THE PROBLEM: Your reply should be a single number, the count of lines in the records that contain "AtLeastOneOf".

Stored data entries

Segment Open

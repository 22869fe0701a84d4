//! Macros for creating constraints with minimal boilerplate.
//!
//! # Examples
//!
//! ```rust
//! use verity_validator::constraint;
//! use verity_validator::prelude::*;
//!
//! constraint! {
//!     /// Validates that a string is lowercase.
//!     pub IsLowercase as "IsLowercaseConstraint";
//!     fn is_lowercase();
//!     violation("notLowercase", "This value should be lowercase.");
//!     validate_string(value: Option<&str>) {
//!         value.is_none_or(|s| s.chars().all(|c| !c.is_uppercase()))
//!     }
//! }
//!
//! let validator = Validator::new();
//! assert!(validator.validate(&[&string("abc").with(is_lowercase())]).is_ok());
//! assert!(validator.validate(&[&string("aBc").with(is_lowercase())]).is_err());
//! ```

// ============================================================================
// CONSTRAINT MACRO
// ============================================================================

/// Creates a complete predicate constraint: struct definition, `Constraint`
/// and `ConstraintExt` implementations, and a factory function.
///
/// Each rule names the `Constraint` method it overrides (`validate_string`,
/// `validate_number`, ...) and evaluates to `true` when the value is valid.
/// A failing rule raises one violation with the given code and template;
/// the template can be replaced per instance with `with_message`.
/// Kinds without a rule stay inapplicable.
///
/// `#[derive(Debug, Clone, Default)]` is always applied.
#[macro_export]
macro_rules! constraint {
    (
        $(#[$meta:meta])*
        $vis:vis $name:ident as $display:literal;
        fn $factory:ident();
        violation($code:expr, $template:expr);
        $( $method:ident($value:ident: $input:ty) $rule:block )+
    ) => {
        $(#[$meta])*
        #[derive(Debug, Clone, Default)]
        $vis struct $name {
            options: $crate::foundation::ConstraintOptions,
        }

        impl $crate::foundation::Constraint for $name {
            fn name(&self) -> &'static str {
                $display
            }

            fn options(&self) -> &$crate::foundation::ConstraintOptions {
                &self.options
            }

            $(
                fn $method(
                    &self,
                    $value: $input,
                    scope: &$crate::foundation::Scope,
                ) -> ::core::result::Result<(), $crate::foundation::Error> {
                    if $rule {
                        Ok(())
                    } else {
                        Err(scope
                            .build_violation($code, self.options.message_or($template))
                            .create()
                            .into())
                    }
                }
            )+
        }

        impl $crate::foundation::ConstraintExt for $name {
            fn options_mut(&mut self) -> &mut $crate::foundation::ConstraintOptions {
                &mut self.options
            }
        }

        #[must_use]
        $vis fn $factory() -> $name {
            $name::default()
        }
    };
}

#[cfg(test)]
mod tests {
    use crate::foundation::{Constraint, ConstraintExt, Scope, Value, check};

    crate::constraint! {
        /// Test constraint with two kinds.
        pub IsShort as "IsShortConstraint";
        fn is_short();
        violation("notShort", "This value should be short.");
        validate_string(value: Option<&str>) { value.is_none_or(|s| s.len() < 4) }
        validate_countable(count: usize) { count < 4 }
    }

    #[test]
    fn test_generated_constraint() {
        let scope = Scope::default();
        assert_eq!(is_short().name(), "IsShortConstraint");
        let short = Value::String(Some("abc"));
        assert!(check(&is_short(), &short, &scope).is_ok());
        assert!(check(&is_short(), &Value::Countable(2), &scope).is_ok());

        let violations = check(&is_short(), &Value::String(Some("abcd")), &scope)
            .unwrap_err()
            .into_violations()
            .unwrap();
        assert_eq!(violations.first().unwrap().code(), "notShort");
    }

    #[test]
    fn test_generated_constraint_is_configurable() {
        let constraint = is_short().with_message("Shorter!");
        let violations = check(&constraint, &Value::Countable(9), &Scope::default())
            .unwrap_err()
            .into_violations()
            .unwrap();
        assert_eq!(violations.first().unwrap().message(), "Shorter!");
    }

    #[test]
    fn test_generated_constraint_other_kinds_are_inapplicable() {
        let flag = Value::Bool(Some(true));
        assert!(check(&is_short(), &flag, &Scope::default()).is_err());
    }
}
//! AT LEAST ONE OF combinator - any passing branch is enough
//!
//! Branches run in order until one reports nothing. When every branch
//! fails, the caller sees all of their violations, branch by branch.

use super::Arguments;
use crate::foundation::argument::argument_ext;
use crate::foundation::{Argument, ArgumentOptions, Error, Scope, ViolationList};

#[must_use = "arguments do nothing until passed to a validator"]
pub struct AtLeastOneOf<'a> {
    arguments: Arguments<'a>,
    options: ArgumentOptions,
}

pub fn at_least_one_of<'a>() -> AtLeastOneOf<'a> {
    AtLeastOneOf {
        arguments: Vec::new(),
        options: ArgumentOptions::default(),
    }
}

impl<'a> AtLeastOneOf<'a> {
    pub fn with(mut self, argument: impl Argument + 'a) -> Self {
        self.arguments.push(Box::new(argument));
        self
    }
}

impl Argument for AtLeastOneOf<'_> {
    fn execute(&self, scope: &Scope) -> Result<ViolationList, Error> {
        let Some(scope) = self.options.scope(scope) else {
            return Ok(ViolationList::new());
        };
        let mut violations = ViolationList::new();
        for argument in &self.arguments {
            let branch = argument.execute(&scope)?;
            if branch.is_empty() {
                return Ok(ViolationList::new());
            }
            violations.join(branch);
        }
        Ok(violations)
    }
}

argument_ext!(AtLeastOneOf<'a>);
//! Ad-hoc constraints from closures

use super::message::{code, template};
use crate::foundation::constraint::configurable;
use crate::foundation::{Constraint, ConstraintOptions, Error, Scope, Value};
use std::borrow::Cow;
use std::fmt;

/// A constraint backed by a predicate over any kind of value.
pub struct Satisfies<F> {
    predicate: F,
    code: Cow<'static, str>,
    options: ConstraintOptions,
}

/// Requires `predicate` to return `true`.
///
/// The violation uses the `notValid` code unless
/// [`with_code`](Satisfies::with_code) says otherwise.
///
/// ```rust
/// use verity_validator::prelude::*;
///
/// let even = it::satisfies(|value: &Value<'_>| {
///     matches!(value, Value::Number(Some(Number::Int(n))) if n % 2 == 0)
/// });
/// assert!(Validator::new().validate(&[&number(4).with(even)]).is_ok());
/// ```
#[must_use]
pub fn satisfies<F>(predicate: F) -> Satisfies<F>
where
    F: Fn(&Value<'_>) -> bool + Send + Sync,
{
    Satisfies {
        predicate,
        code: Cow::Borrowed(code::NOT_VALID),
        options: ConstraintOptions::new(),
    }
}

impl<F> Satisfies<F> {
    #[must_use = "builder methods must be chained or built"]
    pub fn with_code(mut self, code: impl Into<Cow<'static, str>>) -> Self {
        self.code = code.into();
        self
    }
}

impl<F> fmt::Debug for Satisfies<F> {
    fn fmt(&self, f: &mut fmt::Formatter<'_>) -> fmt::Result {
        f.debug_struct("Satisfies")
            .field("code", &self.code)
            .field("options", &self.options)
            .finish_non_exhaustive()
    }
}

impl<F> Constraint for Satisfies<F>
where
    F: Fn(&Value<'_>) -> bool + Send + Sync,
{
    fn name(&self) -> &'static str {
        "SatisfiesConstraint"
    }

    fn options(&self) -> &ConstraintOptions {
        &self.options
    }

    fn validate(&self, value: &Value<'_>, scope: &Scope) -> Result<(), Error> {
        if (self.predicate)(value) {
            return Ok(());
        }
        let message = self.options.message_or(template::NOT_VALID);
        Err(scope
            .build_violation(self.code.clone(), message)
            .create()
            .into())
    }
}

configurable!(Satisfies<F>);

#[cfg(test)]
mod tests {
    use super::*;
    use crate::foundation::{ConstraintExt, check};

    fn is_hashtag(value: &Value<'_>) -> bool {
        matches!(value, Value::String(Some(s)) if s.starts_with('#'))
    }

    #[test]
    fn test_satisfies() {
        let constraint = satisfies(is_hashtag)
            .with_code("notHashtag")
            .with_message("Should start with #.");
        let scope = Scope::default();

        let tagged = Value::String(Some("#rust"));
        assert!(check(&constraint, &tagged, &scope).is_ok());
        let violations = check(&constraint, &Value::String(Some("rust")), &scope)
            .unwrap_err()
            .into_violations()
            .unwrap();
        let violation = violations.first().unwrap();
        assert_eq!(violation.code(), "notHashtag");
        assert_eq!(violation.message(), "Should start with #.");
    }
}
//! Flow control over arguments
//!
//! Every combinator is itself an [`Argument`], so combinators nest into
//! each other and into plain value arguments. They all accept the
//! [`ArgumentExt`](crate::foundation::ArgumentExt) options: a path prefix
//! for the whole subtree, a language, and a `when` gate.
//!
//! - [`when`] / [`when_groups`]: one branch or the other
//! - [`sequentially`]: stop at the first branch that reports violations
//! - [`at_least_one_of`]: succeed as soon as one branch passes
//! - [`all`]: run everything, report everything
//! - [`concurrently`]: run every branch on its own thread

use crate::foundation::Argument;

pub mod all;
pub mod at_least_one_of;
pub mod concurrent;
pub mod sequential;
pub mod when;

pub use all::{All, all};
pub use at_least_one_of::{AtLeastOneOf, at_least_one_of};
pub use concurrent::{Concurrent, concurrently};
pub use sequential::{Sequential, sequentially};
pub use when::{When, WhenGroups, when, when_groups};

type Arguments<'a> = Vec<Box<dyn Argument + 'a>>;
//! SEQUENTIAL combinator - stop at the first argument that complains
//!
//! Useful when later checks only make sense once earlier ones pass, such as
//! a format check that would repeat what a presence check already said.

use super::Arguments;
use crate::foundation::argument::argument_ext;
use crate::foundation::{Argument, ArgumentOptions, Error, Scope, ViolationList};

#[must_use = "arguments do nothing until passed to a validator"]
pub struct Sequential<'a> {
    arguments: Arguments<'a>,
    options: ArgumentOptions,
}

/// Runs arguments in order until one of them reports violations.
pub fn sequentially<'a>() -> Sequential<'a> {
    Sequential {
        arguments: Vec::new(),
        options: ArgumentOptions::default(),
    }
}

impl<'a> Sequential<'a> {
    pub fn with(mut self, argument: impl Argument + 'a) -> Self {
        self.arguments.push(Box::new(argument));
        self
    }
}

impl Argument for Sequential<'_> {
    fn execute(&self, scope: &Scope) -> Result<ViolationList, Error> {
        let Some(scope) = self.options.scope(scope) else {
            return Ok(ViolationList::new());
        };
        for argument in &self.arguments {
            let violations = argument.execute(&scope)?;
            if !violations.is_empty() {
                return Ok(violations);
            }
        }
        Ok(ViolationList::new())
    }
}

argument_ext!(Sequential<'a>);

#[cfg(test)]
mod tests {
    use super::*;
    use crate::arguments::{number, string};
    use crate::constraints::{has_min_length, is_not_blank, is_positive};
    use pretty_assertions::assert_eq;

    #[test]
    fn test_stops_after_first_failure() {
        let list = sequentially()
            .with(string("").with(is_not_blank()))
            .with(string("").with(is_not_blank()))
            .with(number(-1).with(is_positive()))
            .execute(&Scope::default())
            .unwrap();
        assert_eq!(list.len(), 1);
        assert_eq!(list.first().unwrap().code(), "notBlank");
    }

    #[test]
    fn test_continues_while_passing() {
        let list = sequentially()
            .with(string("ab").with(is_not_blank()))
            .with(string("ab").with(has_min_length(5)))
            .execute(&Scope::default())
            .unwrap();
        assert_eq!(list.len(), 1);
        assert_eq!(list.first().unwrap().code(), "lengthTooFew");
    }

    #[test]
    fn test_empty_sequence() {
        let list = sequentially().execute(&Scope::default()).unwrap();
        assert!(list.is_empty());
    }
}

Segment Closed

RESPONSE AREA: 7